------ MATERIAL SUPPLIED ------
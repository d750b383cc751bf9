//! Parser for the MSCF-16 `DS` (display setup) listing.
//!
//! The listing has three sections, each introduced by a header line:
//!
//! ```text
//! MSCF-16 Panel settings:
//! gains: 4 5 0 5 c:4
//! threshs: 20 20 ... 20 c:20
//! pz: 100 ... c:100
//! shts: 1 1 1 1 c:1
//! mult: 4 1
//! monitor: 1
//! ECL delay: off
//! TF int: 2
//! BLR active
//! single mode
//! MSCF-16 rc settings:
//! ...same keys, plus "rc on"/"rc off" and "pz disp resolution: 1"
//! MSCF-16 general settings:
//! BLR thresh: 10
//! Coincidence time: 128
//! Sum discr thresh: 0
//! Shaper offset: 100
//! Threshold offset: 100
//! MSCF-16 software version: 5.3
//! MSCF-16 firmware version: 3.2
//! ```
//!
//! Unknown lines are ignored.

use nim_core::{ParamKey, ParamUpdate, ParamValue};

/// List values of one bank plus the trailing `c:` common value.
#[derive(Debug, Clone, Default, PartialEq, Eq)]
pub struct BankList {
    /// Per-member values in index order.
    pub members: Vec<i64>,
    /// Common value, when listed.
    pub common: Option<i64>,
}

/// Settings of one memory (front panel or remote control).
#[derive(Debug, Clone, Default, PartialEq, Eq)]
pub struct BankSettings {
    /// Group gains.
    pub gains: Option<BankList>,
    /// Channel thresholds.
    pub thresholds: Option<BankList>,
    /// Channel pole-zero values.
    pub pz: Option<BankList>,
    /// Group shaping times.
    pub shaping_times: Option<BankList>,
    /// Multiplicity borders (hi, lo).
    pub multiplicity: Option<(i64, i64)>,
    /// Monitor channel.
    pub monitor: Option<i64>,
    /// ECL delay enabled.
    pub ecl_delay: Option<bool>,
    /// Timing filter integration time.
    pub timing_filter: Option<i64>,
    /// Baseline restorer active.
    pub blr_active: Option<bool>,
    /// Single channel mode (false = common mode).
    pub single_mode: Option<bool>,
    /// Remote control mode (rc memory only).
    pub rc_mode: Option<bool>,
}

/// Module-wide settings.
#[derive(Debug, Clone, Default, PartialEq, Eq)]
pub struct GeneralSettings {
    /// BLR threshold.
    pub blr_threshold: Option<i64>,
    /// Coincidence window.
    pub coincidence_time: Option<i64>,
    /// Sum discriminator threshold.
    pub sum_discriminator_threshold: Option<i64>,
    /// Shaper offset.
    pub shaper_offset: Option<i64>,
    /// Threshold offset.
    pub threshold_offset: Option<i64>,
    /// Software version string.
    pub software_version: Option<String>,
    /// Firmware version string.
    pub firmware_version: Option<String>,
}

/// Parsed `DS` listing.
#[derive(Debug, Clone, Default, PartialEq, Eq)]
pub struct SetupListing {
    /// Front panel memory.
    pub panel: BankSettings,
    /// Remote control memory.
    pub rc: BankSettings,
    /// Module-wide values.
    pub general: GeneralSettings,
}

#[derive(Clone, Copy, PartialEq, Eq)]
enum Section {
    Panel,
    Rc,
    General,
}

impl SetupListing {
    /// Parse the body lines of a `DS` reply.
    pub fn parse<S: AsRef<str>>(lines: &[S]) -> Self {
        let mut listing = SetupListing::default();
        let mut section = None;

        for line in lines.iter().map(|l| l.as_ref().trim()) {
            if line.starts_with("MSCF-16 Panel settings") {
                section = Some(Section::Panel);
                continue;
            }
            if line.starts_with("MSCF-16 rc settings") {
                section = Some(Section::Rc);
                continue;
            }
            if line.starts_with("MSCF-16 general settings") {
                section = Some(Section::General);
                continue;
            }
            match section {
                Some(Section::Panel) => parse_bank_line(&mut listing.panel, line, false),
                Some(Section::Rc) => parse_bank_line(&mut listing.rc, line, true),
                Some(Section::General) => parse_general_line(&mut listing.general, line),
                None => {}
            }
        }
        listing
    }

    /// Cache updates for everything the listing contained.
    ///
    /// Banked values come from the front panel memory (`threshold`, `gain`, ...) and the
    /// remote control memory (`rc_threshold`, `rc_gain`, ...). The panel keys are the
    /// ones writes are cached under, so they are overwritten with the panel memory. Mode flags, monitor,
    /// multiplicity and timing filter reflect the remote control memory.
    pub fn updates(&self) -> Vec<ParamUpdate> {
        let mut out = Vec::new();

        for (bank, kinds) in [(&self.panel, &PANEL_KINDS), (&self.rc, &RC_KINDS)] {
            push_channels(&mut out, bank.thresholds.as_ref(), kinds.threshold);
            push_channels(&mut out, bank.pz.as_ref(), kinds.pz);
            push_groups(&mut out, bank.shaping_times.as_ref(), kinds.shaping_time);
            push_groups(&mut out, bank.gains.as_ref(), kinds.gain);
        }

        let rc = &self.rc;
        if let Some(monitor) = rc.monitor {
            out.push(ParamUpdate::new(ParamKey::global("monitor"), monitor));
        }
        if let Some((hi, lo)) = rc.multiplicity {
            out.push(ParamUpdate::new(
                ParamKey::global("multiplicity"),
                ParamValue::Borders { hi, lo },
            ));
        }
        if let Some(tf) = rc.timing_filter {
            out.push(ParamUpdate::new(ParamKey::global("timing_filter"), tf));
        }
        for (flag, name) in [
            (rc.single_mode, "single_mode"),
            (rc.ecl_delay, "ecl_delay"),
            (rc.blr_active, "blr_mode"),
            (rc.rc_mode, "rc_mode"),
        ] {
            if let Some(value) = flag {
                out.push(ParamUpdate::new(ParamKey::global(name), value));
            }
        }

        let general = &self.general;
        if let Some(v) = general.coincidence_time {
            out.push(ParamUpdate::new(ParamKey::global("coincidence_window"), v));
        }
        if let Some(v) = general.blr_threshold {
            out.push(ParamUpdate::new(ParamKey::global("blr_threshold"), v));
        }
        if let Some(v) = general.shaper_offset {
            out.push(ParamUpdate::new(ParamKey::global("shaper_offset"), v));
        }
        if let Some(v) = general.threshold_offset {
            out.push(ParamUpdate::new(ParamKey::global("threshold_offset"), v));
        }
        if let Some(v) = &general.software_version {
            out.push(ParamUpdate::new(ParamKey::global("version"), v.as_str()));
        }
        if let Some(v) = &general.firmware_version {
            out.push(ParamUpdate::new(ParamKey::global("firmware_version"), v.as_str()));
        }
        out
    }
}

/// (member kind, common kind) pairs of one memory.
struct BankKinds {
    threshold: (&'static str, &'static str),
    pz: (&'static str, &'static str),
    shaping_time: (&'static str, &'static str),
    gain: (&'static str, &'static str),
}

const PANEL_KINDS: BankKinds = BankKinds {
    threshold: ("threshold", "threshold_common"),
    pz: ("pz", "pz_common"),
    shaping_time: ("shaping_time", "shaping_time_common"),
    gain: ("gain", "gain_common"),
};

const RC_KINDS: BankKinds = BankKinds {
    threshold: ("rc_threshold", "rc_threshold_common"),
    pz: ("rc_pz", "rc_pz_common"),
    shaping_time: ("rc_shaping_time", "rc_shaping_time_common"),
    gain: ("rc_gain", "rc_gain_common"),
};

fn push_channels(out: &mut Vec<ParamUpdate>, list: Option<&BankList>, kinds: (&'static str, &'static str)) {
    let Some(list) = list else { return };
    for (index, value) in list.members.iter().take(16).enumerate() {
        out.push(ParamUpdate::new(ParamKey::channel(kinds.0, index as u8 + 1), *value));
    }
    if let Some(common) = list.common {
        out.push(ParamUpdate::new(ParamKey::global(kinds.1), common));
    }
}

fn push_groups(out: &mut Vec<ParamUpdate>, list: Option<&BankList>, kinds: (&'static str, &'static str)) {
    let Some(list) = list else { return };
    for (index, value) in list.members.iter().take(4).enumerate() {
        out.push(ParamUpdate::new(ParamKey::group(kinds.0, index as u8 + 1), *value));
    }
    if let Some(common) = list.common {
        out.push(ParamUpdate::new(ParamKey::global(kinds.1), common));
    }
}

fn parse_bank_line(bank: &mut BankSettings, line: &str, rc_memory: bool) {
    if let Some(rest) = line.strip_prefix("gains:") {
        bank.gains = Some(parse_list(rest));
    } else if let Some(rest) = line.strip_prefix("threshs:") {
        bank.thresholds = Some(parse_list(rest));
    } else if line.starts_with("upper lim:") {
        // upper thresholds are not exposed
    } else if let Some(rest) = line.strip_prefix("pz:") {
        bank.pz = Some(parse_list(rest));
    } else if let Some(rest) = line.strip_prefix("shts:") {
        bank.shaping_times = Some(parse_list(rest));
    } else if let Some(rest) = line.strip_prefix("mult:") {
        let nums: Vec<i64> = rest.split_whitespace().filter_map(|t| t.parse().ok()).collect();
        if let [hi, lo] = nums.as_slice() {
            bank.multiplicity = Some((*hi, *lo));
        }
    } else if let Some(rest) = line.strip_prefix("monitor:") {
        bank.monitor = rest.trim().parse().ok();
    } else if let Some(rest) = line.strip_prefix("ECL delay:") {
        bank.ecl_delay = Some(rest.trim() == "on");
    } else if let Some(rest) = line.strip_prefix("TF int:") {
        bank.timing_filter = rest.trim().parse().ok();
    } else {
        if line.contains("BLR") {
            bank.blr_active = Some(line.contains("active") && !line.contains("inactive"));
        }
        if line.contains("single mode") || line.contains("common mode") {
            bank.single_mode = Some(line.contains("single"));
        }
        if rc_memory && (line.contains("rc on") || line.contains("rc off")) {
            bank.rc_mode = Some(line.contains("rc on"));
        }
    }
}

fn parse_general_line(general: &mut GeneralSettings, line: &str) {
    let value = || line.split_once(':').map(|(_, v)| v.trim());
    if line.starts_with("BLR thresh:") {
        general.blr_threshold = value().and_then(|v| v.parse().ok());
    } else if line.starts_with("Coincidence time:") {
        general.coincidence_time = value().and_then(|v| v.parse().ok());
    } else if line.starts_with("Sum discr thresh:") {
        general.sum_discriminator_threshold = value().and_then(|v| v.parse().ok());
    } else if line.starts_with("Shaper offset:") {
        general.shaper_offset = value().and_then(|v| v.parse().ok());
    } else if line.starts_with("Threshold offset:") {
        general.threshold_offset = value().and_then(|v| v.parse().ok());
    } else if line.starts_with("MSCF-16 software version:") {
        general.software_version = value().map(str::to_string);
    } else if line.starts_with("MSCF-16 firmware version:") {
        general.firmware_version = value().map(str::to_string);
    }
}

fn parse_list(rest: &str) -> BankList {
    let mut list = BankList::default();
    for token in rest.split_whitespace() {
        if let Some(common) = token.strip_prefix("c:") {
            list.common = common.parse().ok();
        } else if let Ok(v) = token.parse() {
            list.members.push(v);
        }
    }
    list
}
------
● YOUR GOAL:
Retype, exactly and in full, the lines above from the one containing "push_groups(&mut out, bank.gains.as_ref(), kinds.gain);" through the one containing "if let Some(value)".

● ANSWER SECTION:
            push_groups(&mut out, bank.gains.as_ref(), kinds.gain);
        }

        let rc = &self.rc;
        if let Some(monitor) = rc.monitor {
            out.push(ParamUpdate::new(ParamKey::global("monitor"), monitor));
        }
        if let Some((hi, lo)) = rc.multiplicity {
            out.push(ParamUpdate::new(
                ParamKey::global("multiplicity"),
                ParamValue::Borders { hi, lo },
            ));
        }
        if let Some(tf) = rc.timing_filter {
            out.push(ParamUpdate::new(ParamKey::global("timing_filter"), tf));
        }
        for (flag, name) in [
            (rc.single_mode, "single_mode"),
            (rc.ecl_delay, "ecl_delay"),
            (rc.blr_active, "blr_mode"),
            (rc.rc_mode, "rc_mode"),
        ] {
            if let Some(value) = flag {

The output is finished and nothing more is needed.